Abstract

The morphologic changes in PMNs induced by an i.p. injection of PSK, a polysaccharide from the mycelia of Coriolus versicolor, and tumor cells undergoing cell death, were evaluated by immunohistochemical staining and electron microscopy. Male C3H/He mice, 8-10 -weeks old, received an i.p. injection of 125 mg/kg of PSK. Their PMNs were obtained 6 h after the PSK injection by peritoneal lavage. N-CWS (Nocardia rubra cell wall skeleton) was added at the start of the chromium release assay using the MM46 mammary carcinoma cell line, which is syngeneic to C3H/He mice, as target cells. During the cytotoxic assay, the cells were fixed at various time points.

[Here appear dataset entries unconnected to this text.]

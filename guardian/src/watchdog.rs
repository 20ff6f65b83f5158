//! Stall watchdog.
//!
//! Every new block resets a timer. If the timer runs out the watchdog raises
//! [`Fatal::ChainStalled`] once and stops. It runs on its own task so a cycle blocked on a hung
//! RPC call cannot keep it from firing.

use std::sync::atomic::{AtomicU64, Ordering};
use std::sync::Arc;
use std::time::Duration;

use log::debug;
use tokio::sync::Notify;
use tokio::task::JoinHandle;

use crate::fatal::{Fatal, FatalSignal};

/// Shared between the watchdog handle and its timer task.
#[derive(Debug)]
struct WatchdogState {
    /// Reset notifications.
    reset: Notify,
    /// Highest observed block plus one, zero while nothing was observed.
    last_block: AtomicU64,
}

impl WatchdogState {
    fn last_block(&self) -> Option<u64> {
        self.last_block.load(Ordering::SeqCst).checked_sub(1)
    }
}

/// Handle to a running stall watchdog. Dropping it stops the timer.
#[derive(Debug)]
pub struct StallWatchdog {
    state: Arc<WatchdogState>,
    task: JoinHandle<()>,
}

impl StallWatchdog {
    /// Starts a watchdog that raises on `signal` after `timeout` without a new block.
    pub fn spawn(timeout: Duration, signal: FatalSignal) -> Self {
        let state = Arc::new(WatchdogState {
            reset: Notify::new(),
            last_block: AtomicU64::new(0),
        });

        let timer_state = state.clone();
        let task = tokio::spawn(async move {
            loop {
                if tokio::time::timeout(timeout, timer_state.reset.notified())
                    .await
                    .is_err()
                {
                    signal.raise(Fatal::ChainStalled {
                        last_block: timer_state.last_block(),
                        timeout,
                    });
                    return;
                }
            }
        });

        Self { state, task }
    }

    /// Records a block. Returns `true` and resets the timer when the block is newer than any
    /// block seen so far.
    pub fn observe_block(&self, block_number: u64) -> bool {
        let encoded = block_number.saturating_add(1);
        let previous = self.state.last_block.fetch_max(encoded, Ordering::SeqCst);
        if encoded > previous {
            debug!("watchdog reset at block {}", block_number);
            self.state.reset.notify_one();
            true
        } else {
            false
        }
    }

    /// The highest block observed so far.
    pub fn last_block(&self) -> Option<u64> {
        self.state.last_block()
    }

    /// Whether the timer already fired.
    pub fn has_fired(&self) -> bool {
        self.task.is_finished()
    }
}

impl Drop for StallWatchdog {
    fn drop(&mut self) {
        self.task.abort();
    }
}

The MM46 cells expressed ICAM-1 while the PMNs expressed both ICAM-1 and LFA-1 as determined by immunohistochemical staining and immunoelectron microscopy using anti-ICAM-1 and anti-LFA-1 antibodies. PMNs with ruffle-like microvilli adhered to the MM46 tumor cells 30 min after the addition of N-CWS. Immunoelectron microscopic findings suggested that the adhesion molecules were LFA-1 on the PMNs and ICAM-1 on the MM46 tumor cells, but cell fusion between the PMNs and tumor cells was not observed. The MM46 tumor cells gradually lost their microvilli, which showed cell damage, and died 6-7 h after the addition of the N-CWS. This time course of tumor cell death is compatible with the results of the cytotoxic assay. Pretreatment of PMNs by anti-LFA-1 antibody suppressed 1% lysis of MM46 tumor cells from 90% to 10% (p < 0.01). These data suggest that adhesion molecule on the surface of PMNs such as LFA-1 might play an important role on signal transduction of these PMNs cytotoxic function in this experimental system.